Factors the trier of fact should consider in determining the amount of reasonable attorney's fees include the following:  (1) the time and labor required, the novelty and difficulty of the questions involved, and the skill required to perform the legal service properly;  (2) the likelihood that the acceptance of the particular employment will preclude other employment by the lawyer;  (3) the fee customarily charged in the locality for similar legal services;  (4) the amount involved and the results obtained;  (5) the time limitations imposed by the client or by the circumstances;  (6) the nature and length of the professional relationship with the client;  (7) the experience, reputation, and ability of the lawyer or lawyers performing the services;  and (8) whether the fee is fixed or contingent on results obtained or uncertainty of collection before the legal services have been rendered.  Arthur Andersen & Co. v. Perry Equip. Corp., 945 S.W.2d 812, 818 (Tex.1997) (quoting Tex. Disciplinary R. Prof'l Conduct 1.04, reprinted in Tex. Gov't Code Ann., tit. 2, subtit. G app. A (Vernon 2005) (Texas State Bar R. art.

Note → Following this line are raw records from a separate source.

impl LitValue {
    pub fn from_num(num: NumLit) -> LitValue {
        match (num.value, num.suffix) {
            (NumValue::Int(v), None) => LitValue::UntypedInt(v),
            (NumValue::Float(v), None) => LitValue::UntypedFloat(v),
            (NumValue::Int(v), Some(NumSuffix::I32)) => {
                LitValue::Typed(Constant::I32(vec![v as i32]))
            }
            (NumValue::Int(v), Some(NumSuffix::I64)) => {
                LitValue::Typed(Constant::I64(vec![v as i64]))
            }
            (NumValue::Int(v), Some(NumSuffix::F32)) => {
                LitValue::Typed(Constant::F32(vec![v as f32]))
            }
            (NumValue::Int(v), Some(NumSuffix::F64)) => {
                LitValue::Typed(Constant::F64(vec![v as f64]))
            }
            (NumValue::Float(v), Some(NumSuffix::F32)) => {
                LitValue::Typed(Constant::F32(vec![v as f32]))
            }
            (NumValue::Float(v), Some(NumSuffix::F64)) => {
                LitValue::Typed(Constant::F64(vec![v]))
            }
            // The lexer rejects integer suffixes on fractional literals.
            (NumValue::Float(v), Some(_)) => LitValue::UntypedFloat(v),
        }
    }
}

// ── Node kinds ──────────────────────────────────────────────────────────────

#[derive(Debug, Clone, Copy, PartialEq, Eq)]
pub enum BinOp {
    Add,
    Sub,
    Mul,
    Div,
    Rem,
    Shl,
    Shr,
    Lt,
    Le,
    Gt,
    Ge,
    Eq,
    Ne,
    BitAnd,
    BitXor,
    BitOr,
    Min,
    Max,
    Pow,
}

impl BinOp {
    pub fn is_comparison(self) -> bool {
        matches!(
            self,
            BinOp::Lt | BinOp::Le | BinOp::Gt | BinOp::Ge | BinOp::Eq | BinOp::Ne
        )
    }

    pub fn is_shift(self) -> bool {
        matches!(self, BinOp::Shl | BinOp::Shr)
    }

    pub fn is_bitwise(self) -> bool {
        matches!(self, BinOp::BitAnd | BinOp::BitXor | BinOp::BitOr)
    }
}

#[derive(Debug, Clone, Copy, PartialEq, Eq)]
pub enum UnOp {
    Neg,
    Not,
    BitNot,
}

#[derive(Debug, Clone, Copy, PartialEq, Eq)]
pub enum MathFunc {
    Sin,
    Cos,
    Tan,
    Sinh,
    Cosh,
    Tanh,
}

#[derive(Debug, Clone, Copy, PartialEq, Eq)]
pub enum BiquadDesign {
    Lowpass,
    Highpass,
    Bandpass,
}

/// The closed set of node kinds in the IR.
#[derive(Debug, Clone, PartialEq)]
pub enum NodeKind {
    Literal { value: LitValue },
    ReadInput { index: usize },
    ReadProperty { index: usize },
    WriteOutput { index: usize },
    StageOutput { stage: StageId, index: usize },
    /// First-class sink for unconsumed value outputs.
    Discard,
    Bin { op: BinOp },
    Un { op: UnOp },
    Cast { to: ScalarType },
    /// N-ary fan-in sum, materialized by the inferencer.
    Sum,
    /// N-ary fan-in logical or for bool pins.
    OrJoin,
    Broadcast,
    Truncate,
    Merge,
    Split { widths: Vec<u32> },
    Slice { start: u32, end: Option<u32> },
    /// `if(cond, then, else)` — pointwise selection.
    IfSelect,
    /// `select(index, a, b, …)` — indexed selection.
    Select,
    MathFn { func: MathFunc },
    Clamp,
    Biquad { design: BiquadDesign },
    Xoroshiro { seed: u64 },
    /// One-or-more-sample recursion cell. The edge into its `end` input is
    /// the graph's only legal kind of back-edge.
    Cell { delay: u32, shape: Shape },
    DelayWrite { buffer: BufferId },
    DelayRead { buffer: BufferId },
    /// Carrier for a buffer's capacity expression until folding bakes it
    /// into the buffer table.
    BufferCap { buffer: BufferId },
    Sr,
    Clock,
}

impl NodeKind {
    /// Kinds whose unconsumed outputs do not need a discard edge: sinks
    /// without value outputs, and stage outputs whose output pin is the
    /// cross-stage surface.
    pub fn exempt_from_discard(&self) -> bool {
        matches!(
            self,
            NodeKind::Discard
                | NodeKind::WriteOutput { .. }
                | NodeKind::DelayWrite { .. }
                | NodeKind::BufferCap { .. }
                | NodeKind::StageOutput { .. }
        )
    }
}

// ── Pins and bundles ────────────────────────────────────────────────────────

/// One endpoint on a node. Shape and rate start unknown and are filled by
/// inference; declared pins (cells, stage outputs, external ports) are
/// seeded by the builder.
#[derive(Debug, Clone, PartialEq)]
pub struct Pin {
    pub name: Option<String>,
    pub shape: Option<Shape>,
    pub rate: Option<Rate>,
}

impl Pin {
    pub fn unnamed() -> Pin {
        Pin {
            name: None,
            shape: None,
            rate: None,
        }
    }

    pub fn named(name: impl Into<String>) -> Pin {
        Pin {
            name: Some(name.into()),
            shape: None,
            rate: None,
        }
    }

    pub fn with_shape(mut self, shape: Shape) -> Pin {
        self.shape = Some(shape);
        self
    }
}

/// An ordered collection of pins plus a name→index map.
#[derive(Debug, Clone, Default, PartialEq)]
pub struct Bundle {
    pub pins: Vec<Pin>,
    names: HashMap<String, usize>,
}

impl Bundle {
    pub fn new() -> Bundle {
        Bundle::default()
    }

    pub fn push(&mut self, pin: Pin) -> usize {
        let index = self.pins.len();
        if let Some(name) = &pin.name {
            self.names.insert(name.clone(), index);
        }
        self.pins.push(pin);
        index
    }

    pub fn len(&self) -> usize {
        self.pins.len()
    }

    pub fn is_empty(&self) -> bool {
        self.pins.is_empty()
    }

    pub fn index_of(&self, name: &str) -> Option<usize> {
        self.names.get(name).copied()
    }

    pub fn name_of(&self, index: usize) -> Option<&str> {
        self.pins[index].name.as_deref()
    }
}

// ── Nodes, edges, stages, buffers ───────────────────────────────────────────

#[derive(Debug, Clone)]
pub struct Node {
    pub id: NodeId,
    pub kind: NodeKind,
    pub stage: StageId,
    pub inputs: Bundle,
    pub outputs: Bundle,
    pub span: Option<Span>,
    /// Set by the folder when the node has been replaced.
    pub dead: bool,
}

/// A (node, pin-index) endpoint.
#[derive(Debug, Clone, Copy, PartialEq, Eq, Hash)]
pub struct PinRef {
    pub node: NodeId,
    pub pin: usize,
}

/// A directed connection from an output pin to an input pin.
#[derive(Debug, Clone)]
pub struct Edge {
    pub id: EdgeId,
    pub src: PinRef,
    pub dst: PinRef,
    pub span: Option<Span>,
}

/// A stage: name, declared outputs, and the nodes that carry them.
#[derive(Debug, Clone)]
pub struct StageDecl {
    pub id: StageId,
    pub name: String,
    pub outputs: Vec<StageOutputInfo>,
}

#[derive(Debug, Clone)]
pub struct StageOutputInfo {
    pub name: String,
    pub shape: Shape,
    pub node: NodeId,
}

/// A circular buffer. `capacity` is filled by the folder once the capacity
/// subgraph has collapsed to a literal.
#[derive(Debug, Clone)]
pub struct BufferDecl {
    pub id: BufferId,
    pub name: String,
    pub shape: Shape,
    pub capacity: Option<u64>,
    pub span: Span,
}

// ── The graph ───────────────────────────────────────────────────────────────

/// The complete program graph. Node IDs index `nodes`; dead nodes stay in
/// place so IDs remain stable until emission renumbers.
#[derive(Debug, Default)]
pub struct Graph {
    pub nodes: Vec<Node>,
    pub edges: Vec<Edge>,
    pub stages: Vec<StageDecl>,
    pub buffers: Vec<BufferDecl>,
    ids: IdAllocator,
}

X, § 9)).

 1. In-house counsel's fees

a. Market value versus cost-plus value

AMX argues that in-house counsel's fees should be calculated at the market rate for outside counsel.   MRC contends that in-house fees should be calculated under a “cost-plus” method that determines the claimant's actual cost of employing in-house counsel.   Texas courts have written surprisingly little about the recovery of in-house attorney's fees.   The first district has held that a successful claimant may recover attorney's fees for the legal services of in-house counsel.  Tesoro Petroleum Corp. v. Coastal Ref. & Mktg., Inc., 754 S.W.2d 764, 766 (Tex.App.-Houston [1st Dist.] 1988, writ denied) (holding claimant in contract dispute entitled to recover in-house attorney's fees equal to 10% of damages);  see also Beckstrom v. Gilmore, 886 S.W.2d 845, 847 (Tex.App.-Eastland 1994, writ denied) (“Appellant cites no authority that adds the requirement [to civil practice and remedies code section 38.002] that the claimant must be represented by another person.   We decline to add such a requirement.”).   But no Texas court has decided how to calculate in-house counsel's fees on an hourly basis.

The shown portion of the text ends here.